Entre os muitos planos esplendorosos que Sergei Eisenstein criou para o seu último filme, gosto especialmente de um fotograma, realizado para a cena “Ivan e os Pintores de Frescos” da terceira parte do filme, que ficou incompleta. Não sobreviveu como imagem em movimento, à semelhança de outras cenas desta parte: em 1946, Estaline proibiu a segunda parte e, em 1951, todos os materiais adicionais do filme inacabado foram destruídos como “erróneos”. Só umas poucas reproduções positivas de alguns fotogramas sobreviveram. Podem ver quatro delas aqui.
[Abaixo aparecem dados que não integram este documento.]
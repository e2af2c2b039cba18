//! Command registry and request dispatch
//!
//! Commands are registered as regular expressions over the whole request
//! line. The first registered pattern that matches wins; its named capture
//! groups are handed to the handler as [`Args`].
//!
//! A request goes through, in order: command list buffering, the empty
//! request check, the authentication gate, pattern dispatch, then the
//! trailing `OK` for top-level requests.

use regex::{Captures, Regex};
use std::collections::{BTreeMap, BTreeSet, HashSet};
use std::str::FromStr;
use std::sync::Arc;

use super::error::AckError;
use super::response::Response;
use crate::bus::{Mailbox, Subsystem};
use crate::engine::Core;

pub type HandlerResult = Result<Response, AckError>;
pub type Handler = fn(&mut Context<'_>, &Args<'_>) -> HandlerResult;

pub const COMMAND_LIST_END: &str = "command_list_end";

#[derive(Debug, thiserror::Error)]
pub enum RegistryError {
    #[error("pattern registered twice: {0}")]
    Duplicate(String),
    #[error("invalid pattern {pattern}: {source}")]
    InvalidPattern {
        pattern: String,
        #[source]
        source: regex::Error,
    },
    #[error("pattern names no command: {0}")]
    Unnamed(String),
}

// =============================================================================
// Per-connection state seen by handlers
// =============================================================================

/// Commands queued between `command_list_begin` and `command_list_end`
#[derive(Debug, Clone, Default)]
pub struct CommandList {
    pub items: Vec<String>,
    /// Emit `list_OK` after each successful item
    pub list_ok: bool,
}

#[derive(Debug)]
pub struct SessionState {
    pub authenticated: bool,
    pub command_list: Option<CommandList>,
    /// Set while the items of a command list execute
    pub in_command_list: bool,
    pub subscriptions: BTreeSet<Subsystem>,
    pub close_requested: bool,
    pub mailbox: Arc<Mailbox>,
}

impl SessionState {
    pub fn new(mailbox: Arc<Mailbox>, authenticated: bool) -> Self {
        Self {
            authenticated,
            command_list: None,
            in_command_list: false,
            subscriptions: BTreeSet::new(),
            close_requested: false,
            mailbox,
        }
    }

    pub fn is_idle(&self) -> bool {
        !self.subscriptions.is_empty()
    }

    pub fn end_idle(&mut self) {
        self.subscriptions.clear();
    }
}

/// Everything a handler may touch while the core is locked
pub struct Context<'a> {
    pub core: &'a mut Core,
    pub session: &'a mut SessionState,
    pub registry: &'a CommandRegistry,
    pub password: Option<&'a str>,
}

// =============================================================================
// Handler arguments
// =============================================================================

/// Named captures of the matched pattern
pub struct Args<'t> {
    captures: Captures<'t>,
}

impl<'t> Args<'t> {
    pub fn get(&self, name: &str) -> Option<&'t str> {
        self.captures.name(name).map(|m| m.as_str())
    }

    pub fn required(&self, name: &str) -> Result<&'t str, AckError> {
        self.get(name)
            .ok_or_else(|| AckError::arg(format!("missing argument: {}", name)))
    }

    /// Parse an optional numeric argument
    pub fn parse<T: FromStr>(&self, name: &str) -> Result<Option<T>, AckError> {
        self.get(name)
            .map(|raw| {
                raw.parse::<T>()
                    .map_err(|_| AckError::arg(format!("Integer expected: {}", raw)))
            })
            .transpose()
    }

    pub fn int<T: FromStr>(&self, name: &str) -> Result<T, AckError> {
        self.parse(name)?
            .ok_or_else(|| AckError::arg(format!("missing argument: {}", name)))
    }

    /// `0`/`1` flag
    pub fn flag(&self, name: &str) -> Result<Option<bool>, AckError> {
        match self.get(name) {
            None => Ok(None),
            Some("0") => Ok(Some(false)),
            Some("1") => Ok(Some(true)),
            Some(other) => Err(AckError::arg(format!("Boolean (0/1) expected: {}", other))),
        }
    }
}

// =============================================================================
// Registry
// =============================================================================

struct Route {
    pattern: Regex,
    name: String,
    handler: Handler,
}

#[derive(Default)]
pub struct CommandRegistry {
    routes: Vec<Route>,
    sources: HashSet<String>,
    /// Command name -> whether it needs authentication
    commands: BTreeMap<String, bool>,
}

/// First lowercase word of a pattern, e.g. `playlistinfo` in `^playlistinfo "(?P<songpos>-?\d+)"$`
fn pattern_name(pattern: &str) -> Option<&str> {
    let start = pattern.find(|c: char| c.is_ascii_lowercase() || c == '_')?;
    let rest = &pattern[start..];
    let end = rest
        .find(|c: char| !(c.is_ascii_lowercase() || c == '_'))
        .unwrap_or(rest.len());
    Some(&rest[..end])
}

/// Leading token of a request line
fn request_name(request: &str) -> &str {
    request.split(' ').next().unwrap_or_default()
}

impl CommandRegistry {
    pub fn new() -> Self {
        Self::default()
    }

    /// Register a command that requires authentication
    pub fn register(&mut self, pattern: &str, handler: Handler) -> Result<(), RegistryError> {
        self.add(pattern, handler, true)
    }

    /// Register a command reachable before authentication
    pub fn register_open(&mut self, pattern: &str, handler: Handler) -> Result<(), RegistryError> {
        self.add(pattern, handler, false)
    }

    fn add(&mut self, pattern: &str, handler: Handler, auth_required: bool) -> Result<(), RegistryError> {
        if !self.sources.insert(pattern.to_string()) {
            return Err(RegistryError::Duplicate(pattern.to_string()));
        }
        let name = pattern_name(pattern)
            .ok_or_else(|| RegistryError::Unnamed(pattern.to_string()))?
            .to_string();
        let compiled = Regex::new(pattern).map_err(|source| RegistryError::InvalidPattern {
            pattern: pattern.to_string(),
            source,
        })?;

        let required = self.commands.entry(name.clone()).or_insert(auth_required);
        if *required != auth_required {
            tracing::warn!("Command {} registered with mixed auth requirements", name);
        }
        self.routes.push(Route {
            pattern: compiled,
            name,
            handler,
        });
        Ok(())
    }

    /// All command names with their auth requirement, sorted by name
    pub fn commands(&self) -> impl Iterator<Item = (&str, bool)> {
        self.commands.iter().map(|(name, auth)| (name.as_str(), *auth))
    }

    pub fn is_known(&self, name: &str) -> bool {
        self.commands.contains_key(name)
    }

    pub fn len(&self) -> usize {
        self.routes.len()
    }

    pub fn is_empty(&self) -> bool {
        self.routes.is_empty()
    }

    /// Handle one request line and return the lines to send back.
    ///
    /// Returns nothing while a command list is buffering, when the session
    /// entered idle, and when the session asked to close.
    pub fn handle_request(&self, ctx: &mut Context<'_>, request: &str) -> Vec<String> {
        if let Some(list) = ctx.session.command_list.as_mut() {
            if request != COMMAND_LIST_END {
                list.items.push(request.to_string());
                return Vec::new();
            }
            let list = ctx.session.command_list.take().unwrap_or_default();
            return self.run_command_list(ctx, list);
        }

        match self.call(ctx, request, 0) {
            Ok(response) => {
                let mut lines = response.into_lines();
                let session = &ctx.session;
                if session.command_list.is_none() && !session.is_idle() && !session.close_requested {
                    lines.push("OK".to_string());
                }
                lines
            }
            Err(ack) => vec![ack.to_string()],
        }
    }

    fn run_command_list(&self, ctx: &mut Context<'_>, list: CommandList) -> Vec<String> {
        tracing::debug!("Running command list of {} commands", list.items.len());
        let mut lines = Vec::new();
        ctx.session.in_command_list = true;
        for (index, item) in list.items.iter().enumerate() {
            match self.call(ctx, item, index) {
                Ok(response) => {
                    lines.extend(response.into_lines());
                    if list.list_ok {
                        lines.push("list_OK".to_string());
                    }
                }
                Err(ack) => {
                    lines.push(ack.to_string());
                    ctx.session.in_command_list = false;
                    return lines;
                }
            }
            if ctx.session.close_requested {
                break;
            }
        }
        ctx.session.in_command_list = false;
        if !ctx.session.close_requested {
            lines.push("OK".to_string());
        }
        lines
    }

    /// Run one request through the auth gate and the pattern table
    fn call(&self, ctx: &mut Context<'_>, request: &str, index: usize) -> HandlerResult {
        let result = if request.trim().is_empty() {
            Err(AckError::no_command())
        } else {
            self.check_auth(ctx, request)
                .and_then(|()| self.dispatch(ctx, request))
        };
        result.map_err(|ack| {
            tracing::debug!("Request {:?} failed: {}", request, ack);
            ack.at_index(index)
        })
    }

    fn check_auth(&self, ctx: &Context<'_>, request: &str) -> Result<(), AckError> {
        if ctx.session.authenticated {
            return Ok(());
        }
        let name = request_name(request);
        match self.commands.get(name) {
            Some(false) => Ok(()),
            _ => Err(AckError::permission(name)),
        }
    }

    fn dispatch(&self, ctx: &mut Context<'_>, request: &str) -> HandlerResult {
        for route in &self.routes {
            if let Some(captures) = route.pattern.captures(request) {
                tracing::trace!("Request {:?} matched {}", request, route.pattern.as_str());
                let args = Args { captures };
                return (route.handler)(ctx, &args).map_err(|ack| ack.attribute_to(&route.name));
            }
        }

        let name = request_name(request);
        if self.is_known(name) {
            Err(AckError::arg("incorrect arguments").with_command(name))
        } else {
            Err(AckError::unknown_command(name))
        }
    }
}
Tentarei explicar porque é que gosto especialmente de uma das imagens. O co-autor de Eisenstein na criação destes planos foi o grande operador de câmara Andrei Moskvin.
…Ivan (interpretado por Nikolai Cherkasov), de batina monástica, sobe a um piso superior para se juntar aos jovens monges que estão a decorar o Palácio do Kremlin com novos frescos. O czar começa a repreender os pintores, dizendo-lhes que têm de “manter a pureza do estilo antigo”, e aponta “erros pitorescos” à sua equipa, exclamando: “Têm de pintar na tradição do nosso mestre Andrei Rubliov!…”
Os planos mostram como os jovens monges ficam surpreendidos com as reprimendas do czar: a verdade é que estão a desenhar o Anjo da Guarda de Moscovo no palácio do Kremlin, e não um ícone para uma igreja.
A fantasia de Eisenstein baseia-se num facto verídico: em 1951, a Igreja Ortodoxa deu realmente instruções “para pintar ícones, por exemplo, a Santíssima Trindade, a partir dos motivos dos ícones antigos, tal como os haviam pintado Andrei Rubliov e outros mestres famosos…” Mais tarde, o czar Ivan mandou tapar a Trindade de Rubliov com uma moldura dourada – era sinal de especial veneração. (Paradoxalmente, graças a esta menção e acção, o próprio nome de Rubliov sobreviveu nos anais, de onde foi recuperado pelos historiadores e salvo para nós; de outro modo podia ter sido esquecido, como muitos outros nomes na cultura russa…)
O meu plano favorito é o terceiro na composição que proponho: subindo do trono real para a plataforma de madeira dos pintores, Ivan fica exposto ao raio de sol que vem da janela. O todo-poderoso czar dissolve-se na luz!
De acordo com as crenças antigas, a luz é uma substância divina. Em Ivan, o Terrível, a imagem da Luz do Senhor é representada duas vezes por raios poderosos vistos sob as abóbadas da Catedral do Kremlin: durante a cerimónia da coroação de Ivan (na primeira parte) e (na segunda parte) durante o auto religioso, quando o metropolita Filipe acusa o czar cristão de crueldades pagãs. No terceiro episódio, Ivan, que se considera um soberano sem limites, devia desaparecer na radiância da Luz do Senhor do Céu – portanto, a Autocracia na Terra perde poder e significado…
Não duvido que Eisenstein fez este filme com a esperança de que, mais cedo ou mais tarde, o público atento havia de compreender a linguagem do cinema, e que, assistindo a esta “pintura de luz”, as pessoas compreenderiam a ironia da cena.
…Será que Eisenstein e Cherkasov a recordaram no encontro que tiveram no Kremlin com Estaline na noite de 26 de Fevereiro de 1947, enquanto o líder soviético acusava o famoso realizador de “ignorância e distorção da História”, chamava a Ivan, o Terrível um “filme erróneo” e ensinava a Eisenstein como fazer cinema?